[Provided data]:
++++
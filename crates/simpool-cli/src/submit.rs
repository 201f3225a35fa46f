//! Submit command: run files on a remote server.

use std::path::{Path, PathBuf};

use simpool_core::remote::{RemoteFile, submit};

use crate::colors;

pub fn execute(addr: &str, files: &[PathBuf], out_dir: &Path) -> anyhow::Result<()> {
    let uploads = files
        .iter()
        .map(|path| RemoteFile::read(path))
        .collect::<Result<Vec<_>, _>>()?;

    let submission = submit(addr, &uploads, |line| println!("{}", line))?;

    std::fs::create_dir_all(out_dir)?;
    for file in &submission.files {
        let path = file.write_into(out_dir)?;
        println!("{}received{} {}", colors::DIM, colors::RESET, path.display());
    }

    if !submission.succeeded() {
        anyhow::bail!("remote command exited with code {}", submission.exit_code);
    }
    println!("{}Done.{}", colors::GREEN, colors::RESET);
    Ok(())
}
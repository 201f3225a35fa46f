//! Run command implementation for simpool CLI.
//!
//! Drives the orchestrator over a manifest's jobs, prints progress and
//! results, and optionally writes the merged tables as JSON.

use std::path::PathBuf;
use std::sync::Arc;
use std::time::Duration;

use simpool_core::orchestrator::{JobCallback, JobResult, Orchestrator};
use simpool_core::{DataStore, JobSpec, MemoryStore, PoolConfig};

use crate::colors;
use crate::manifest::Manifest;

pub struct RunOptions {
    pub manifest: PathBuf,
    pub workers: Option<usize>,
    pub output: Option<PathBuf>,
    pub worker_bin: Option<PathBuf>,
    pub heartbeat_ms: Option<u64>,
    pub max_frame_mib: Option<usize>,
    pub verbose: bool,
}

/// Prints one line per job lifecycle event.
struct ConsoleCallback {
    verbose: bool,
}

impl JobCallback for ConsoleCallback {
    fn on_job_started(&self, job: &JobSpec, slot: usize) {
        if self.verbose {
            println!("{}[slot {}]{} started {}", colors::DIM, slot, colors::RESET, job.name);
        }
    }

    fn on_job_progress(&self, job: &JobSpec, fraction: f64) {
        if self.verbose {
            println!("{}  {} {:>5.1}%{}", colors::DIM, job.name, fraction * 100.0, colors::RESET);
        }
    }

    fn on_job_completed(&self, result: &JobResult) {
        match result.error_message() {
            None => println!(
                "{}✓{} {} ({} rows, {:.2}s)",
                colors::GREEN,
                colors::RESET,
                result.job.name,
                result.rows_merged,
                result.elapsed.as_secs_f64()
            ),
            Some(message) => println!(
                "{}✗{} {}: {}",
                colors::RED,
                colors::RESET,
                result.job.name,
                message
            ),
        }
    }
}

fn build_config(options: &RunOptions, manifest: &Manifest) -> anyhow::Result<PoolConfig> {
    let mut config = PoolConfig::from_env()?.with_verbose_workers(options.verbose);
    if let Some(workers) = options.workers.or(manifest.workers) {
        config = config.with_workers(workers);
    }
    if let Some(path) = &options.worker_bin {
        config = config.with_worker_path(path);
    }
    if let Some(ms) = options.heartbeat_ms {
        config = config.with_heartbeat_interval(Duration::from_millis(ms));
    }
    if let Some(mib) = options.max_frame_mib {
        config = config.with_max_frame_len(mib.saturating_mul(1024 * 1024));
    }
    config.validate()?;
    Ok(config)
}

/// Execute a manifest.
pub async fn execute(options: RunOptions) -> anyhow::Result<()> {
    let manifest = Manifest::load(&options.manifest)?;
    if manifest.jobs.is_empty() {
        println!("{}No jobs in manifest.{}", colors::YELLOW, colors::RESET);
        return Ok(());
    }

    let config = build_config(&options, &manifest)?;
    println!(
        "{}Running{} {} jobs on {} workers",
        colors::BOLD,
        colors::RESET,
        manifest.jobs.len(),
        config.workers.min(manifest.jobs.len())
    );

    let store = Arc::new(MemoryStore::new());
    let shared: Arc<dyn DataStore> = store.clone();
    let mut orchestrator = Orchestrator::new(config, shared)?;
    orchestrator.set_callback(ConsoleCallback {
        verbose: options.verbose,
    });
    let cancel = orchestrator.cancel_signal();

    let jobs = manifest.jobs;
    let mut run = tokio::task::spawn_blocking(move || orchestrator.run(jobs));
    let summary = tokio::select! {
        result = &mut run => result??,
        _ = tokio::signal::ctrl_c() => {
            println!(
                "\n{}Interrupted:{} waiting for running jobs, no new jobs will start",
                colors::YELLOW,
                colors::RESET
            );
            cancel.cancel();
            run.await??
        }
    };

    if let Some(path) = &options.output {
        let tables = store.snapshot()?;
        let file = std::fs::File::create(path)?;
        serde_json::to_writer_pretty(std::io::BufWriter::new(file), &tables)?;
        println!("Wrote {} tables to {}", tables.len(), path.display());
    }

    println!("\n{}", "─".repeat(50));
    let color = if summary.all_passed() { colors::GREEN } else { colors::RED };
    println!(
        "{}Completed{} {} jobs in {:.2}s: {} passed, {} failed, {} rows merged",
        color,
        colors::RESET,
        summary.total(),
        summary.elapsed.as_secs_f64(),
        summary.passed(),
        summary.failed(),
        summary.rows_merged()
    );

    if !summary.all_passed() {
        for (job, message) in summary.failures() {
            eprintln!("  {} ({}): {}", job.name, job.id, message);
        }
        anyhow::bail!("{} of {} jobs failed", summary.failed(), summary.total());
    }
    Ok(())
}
++++
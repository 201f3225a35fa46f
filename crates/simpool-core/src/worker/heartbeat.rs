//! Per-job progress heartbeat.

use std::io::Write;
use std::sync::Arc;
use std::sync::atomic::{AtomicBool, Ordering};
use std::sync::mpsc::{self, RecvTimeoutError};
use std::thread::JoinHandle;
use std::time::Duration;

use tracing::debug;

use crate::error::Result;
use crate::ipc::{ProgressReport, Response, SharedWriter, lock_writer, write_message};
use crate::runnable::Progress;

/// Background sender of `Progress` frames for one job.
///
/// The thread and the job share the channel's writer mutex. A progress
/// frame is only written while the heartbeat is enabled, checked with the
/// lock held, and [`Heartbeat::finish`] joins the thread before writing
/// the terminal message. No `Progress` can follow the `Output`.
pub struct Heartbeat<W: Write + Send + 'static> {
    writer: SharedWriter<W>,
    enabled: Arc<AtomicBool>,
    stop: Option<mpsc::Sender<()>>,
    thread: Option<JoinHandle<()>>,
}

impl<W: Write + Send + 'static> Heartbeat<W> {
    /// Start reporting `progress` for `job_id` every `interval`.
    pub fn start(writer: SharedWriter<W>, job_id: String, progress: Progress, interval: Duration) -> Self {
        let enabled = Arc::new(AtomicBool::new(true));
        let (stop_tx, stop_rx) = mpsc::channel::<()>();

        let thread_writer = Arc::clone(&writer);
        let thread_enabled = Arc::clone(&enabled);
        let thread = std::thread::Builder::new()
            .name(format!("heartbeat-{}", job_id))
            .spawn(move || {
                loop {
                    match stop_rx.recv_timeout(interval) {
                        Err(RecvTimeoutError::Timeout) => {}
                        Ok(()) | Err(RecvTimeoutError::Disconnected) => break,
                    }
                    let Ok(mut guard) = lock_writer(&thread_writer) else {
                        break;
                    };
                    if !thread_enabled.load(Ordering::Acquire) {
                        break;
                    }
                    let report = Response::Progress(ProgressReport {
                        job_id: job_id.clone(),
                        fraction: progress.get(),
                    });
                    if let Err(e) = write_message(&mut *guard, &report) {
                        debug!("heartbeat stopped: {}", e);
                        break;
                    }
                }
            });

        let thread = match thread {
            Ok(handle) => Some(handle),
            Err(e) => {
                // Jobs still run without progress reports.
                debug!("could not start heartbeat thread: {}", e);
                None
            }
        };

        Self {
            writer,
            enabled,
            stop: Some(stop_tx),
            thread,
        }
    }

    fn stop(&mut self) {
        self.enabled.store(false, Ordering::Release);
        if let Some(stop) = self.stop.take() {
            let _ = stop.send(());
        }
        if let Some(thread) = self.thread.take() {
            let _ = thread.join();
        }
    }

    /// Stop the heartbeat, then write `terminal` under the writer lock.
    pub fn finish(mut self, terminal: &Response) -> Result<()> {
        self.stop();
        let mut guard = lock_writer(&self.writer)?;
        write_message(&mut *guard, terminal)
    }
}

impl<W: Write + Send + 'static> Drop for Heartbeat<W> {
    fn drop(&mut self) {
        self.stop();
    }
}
++++
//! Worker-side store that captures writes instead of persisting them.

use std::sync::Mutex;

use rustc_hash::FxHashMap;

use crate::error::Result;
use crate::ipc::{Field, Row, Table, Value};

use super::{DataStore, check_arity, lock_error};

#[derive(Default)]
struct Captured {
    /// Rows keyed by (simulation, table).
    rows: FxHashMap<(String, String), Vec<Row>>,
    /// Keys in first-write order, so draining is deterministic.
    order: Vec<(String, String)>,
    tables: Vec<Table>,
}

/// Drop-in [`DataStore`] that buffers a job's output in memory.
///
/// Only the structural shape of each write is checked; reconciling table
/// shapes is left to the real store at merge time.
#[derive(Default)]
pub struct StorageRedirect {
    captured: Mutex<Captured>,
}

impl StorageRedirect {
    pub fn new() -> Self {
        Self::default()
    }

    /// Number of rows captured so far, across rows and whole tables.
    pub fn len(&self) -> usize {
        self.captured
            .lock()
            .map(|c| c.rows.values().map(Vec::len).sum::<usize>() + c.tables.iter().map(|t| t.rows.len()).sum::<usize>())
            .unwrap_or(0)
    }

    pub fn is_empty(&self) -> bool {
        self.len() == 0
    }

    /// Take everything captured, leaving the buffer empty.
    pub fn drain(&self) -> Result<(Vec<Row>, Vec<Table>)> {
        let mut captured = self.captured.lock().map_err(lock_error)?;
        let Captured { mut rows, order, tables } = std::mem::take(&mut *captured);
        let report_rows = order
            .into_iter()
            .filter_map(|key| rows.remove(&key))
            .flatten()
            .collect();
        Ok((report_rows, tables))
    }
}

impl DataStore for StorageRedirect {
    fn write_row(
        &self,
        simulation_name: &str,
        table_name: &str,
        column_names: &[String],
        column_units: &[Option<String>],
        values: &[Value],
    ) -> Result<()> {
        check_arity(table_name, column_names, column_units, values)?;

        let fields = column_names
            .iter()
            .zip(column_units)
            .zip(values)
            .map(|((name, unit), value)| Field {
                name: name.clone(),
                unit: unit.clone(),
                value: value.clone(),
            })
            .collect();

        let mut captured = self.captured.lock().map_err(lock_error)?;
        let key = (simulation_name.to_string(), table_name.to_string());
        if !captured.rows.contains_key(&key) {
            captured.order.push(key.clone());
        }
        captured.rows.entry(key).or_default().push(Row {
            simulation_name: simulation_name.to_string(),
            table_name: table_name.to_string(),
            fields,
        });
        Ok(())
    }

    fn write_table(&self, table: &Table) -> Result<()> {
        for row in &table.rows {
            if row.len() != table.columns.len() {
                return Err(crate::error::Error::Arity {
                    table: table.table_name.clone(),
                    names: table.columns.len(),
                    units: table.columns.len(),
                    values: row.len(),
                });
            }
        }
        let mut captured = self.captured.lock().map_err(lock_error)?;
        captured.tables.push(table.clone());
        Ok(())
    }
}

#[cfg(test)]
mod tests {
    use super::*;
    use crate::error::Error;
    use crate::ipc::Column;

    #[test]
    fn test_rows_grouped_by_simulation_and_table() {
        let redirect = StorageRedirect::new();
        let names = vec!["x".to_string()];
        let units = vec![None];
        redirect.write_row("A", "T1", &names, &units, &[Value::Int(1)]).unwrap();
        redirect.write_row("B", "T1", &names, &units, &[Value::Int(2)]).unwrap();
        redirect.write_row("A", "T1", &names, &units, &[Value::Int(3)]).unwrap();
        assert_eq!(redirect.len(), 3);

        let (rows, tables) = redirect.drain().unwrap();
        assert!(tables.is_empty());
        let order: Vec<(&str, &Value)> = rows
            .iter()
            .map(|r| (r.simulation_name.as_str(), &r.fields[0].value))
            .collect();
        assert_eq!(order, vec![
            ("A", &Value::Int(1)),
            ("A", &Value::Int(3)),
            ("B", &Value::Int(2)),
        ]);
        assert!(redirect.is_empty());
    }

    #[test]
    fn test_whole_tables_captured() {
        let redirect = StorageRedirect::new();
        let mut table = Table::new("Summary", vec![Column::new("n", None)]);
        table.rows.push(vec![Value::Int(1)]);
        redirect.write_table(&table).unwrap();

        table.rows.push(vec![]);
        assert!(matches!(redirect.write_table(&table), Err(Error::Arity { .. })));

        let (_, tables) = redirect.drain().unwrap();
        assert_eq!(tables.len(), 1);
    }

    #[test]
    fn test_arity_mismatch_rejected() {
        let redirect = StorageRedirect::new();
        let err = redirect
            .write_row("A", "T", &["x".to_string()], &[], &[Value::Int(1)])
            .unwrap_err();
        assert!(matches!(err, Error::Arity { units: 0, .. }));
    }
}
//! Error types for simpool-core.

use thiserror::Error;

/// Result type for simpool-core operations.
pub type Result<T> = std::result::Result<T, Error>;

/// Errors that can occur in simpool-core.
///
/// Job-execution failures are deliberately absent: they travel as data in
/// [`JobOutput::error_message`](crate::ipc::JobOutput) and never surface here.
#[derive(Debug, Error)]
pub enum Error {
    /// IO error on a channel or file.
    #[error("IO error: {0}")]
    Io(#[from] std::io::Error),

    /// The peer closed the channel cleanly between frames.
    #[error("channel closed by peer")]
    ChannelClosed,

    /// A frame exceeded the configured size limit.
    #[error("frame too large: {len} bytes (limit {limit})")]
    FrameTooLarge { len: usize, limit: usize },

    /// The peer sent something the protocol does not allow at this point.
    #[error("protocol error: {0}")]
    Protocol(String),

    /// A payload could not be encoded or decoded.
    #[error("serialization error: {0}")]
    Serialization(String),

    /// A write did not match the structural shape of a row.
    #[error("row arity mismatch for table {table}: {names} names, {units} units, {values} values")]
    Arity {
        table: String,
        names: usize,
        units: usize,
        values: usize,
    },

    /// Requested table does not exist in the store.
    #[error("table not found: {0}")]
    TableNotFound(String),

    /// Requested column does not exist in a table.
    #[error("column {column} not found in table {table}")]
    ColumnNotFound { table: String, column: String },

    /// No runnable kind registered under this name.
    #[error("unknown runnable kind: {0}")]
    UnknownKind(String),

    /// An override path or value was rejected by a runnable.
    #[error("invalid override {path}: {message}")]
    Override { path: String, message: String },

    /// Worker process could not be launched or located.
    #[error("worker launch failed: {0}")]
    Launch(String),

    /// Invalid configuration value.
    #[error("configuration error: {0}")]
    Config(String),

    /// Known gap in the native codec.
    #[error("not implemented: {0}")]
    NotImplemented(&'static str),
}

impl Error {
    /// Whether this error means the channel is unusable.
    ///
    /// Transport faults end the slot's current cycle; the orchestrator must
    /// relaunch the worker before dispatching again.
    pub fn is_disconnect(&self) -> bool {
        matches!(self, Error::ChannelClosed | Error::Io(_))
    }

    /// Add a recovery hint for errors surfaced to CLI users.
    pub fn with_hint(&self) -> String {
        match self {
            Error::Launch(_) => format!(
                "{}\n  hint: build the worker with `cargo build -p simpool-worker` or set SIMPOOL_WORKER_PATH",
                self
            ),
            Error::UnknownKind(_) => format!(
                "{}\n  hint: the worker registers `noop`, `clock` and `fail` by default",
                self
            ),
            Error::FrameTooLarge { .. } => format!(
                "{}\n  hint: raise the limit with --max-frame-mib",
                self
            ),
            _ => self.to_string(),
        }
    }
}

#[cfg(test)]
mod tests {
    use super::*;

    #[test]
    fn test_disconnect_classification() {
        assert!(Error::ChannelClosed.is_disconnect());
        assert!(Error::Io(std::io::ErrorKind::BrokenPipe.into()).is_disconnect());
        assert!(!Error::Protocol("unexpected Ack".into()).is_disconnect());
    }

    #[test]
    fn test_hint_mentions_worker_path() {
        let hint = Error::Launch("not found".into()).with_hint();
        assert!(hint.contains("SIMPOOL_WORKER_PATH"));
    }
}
++++
[What you will do]:
Match on "JobSpec" and copy out every line of the entries that contains it.

[Solved problem]:
use simpool_core::{DataStore, JobSpec, MemoryStore, PoolConfig};
    fn on_job_started(&self, job: &JobSpec, slot: usize) {
    fn on_job_progress(&self, job: &JobSpec, fraction: f64) {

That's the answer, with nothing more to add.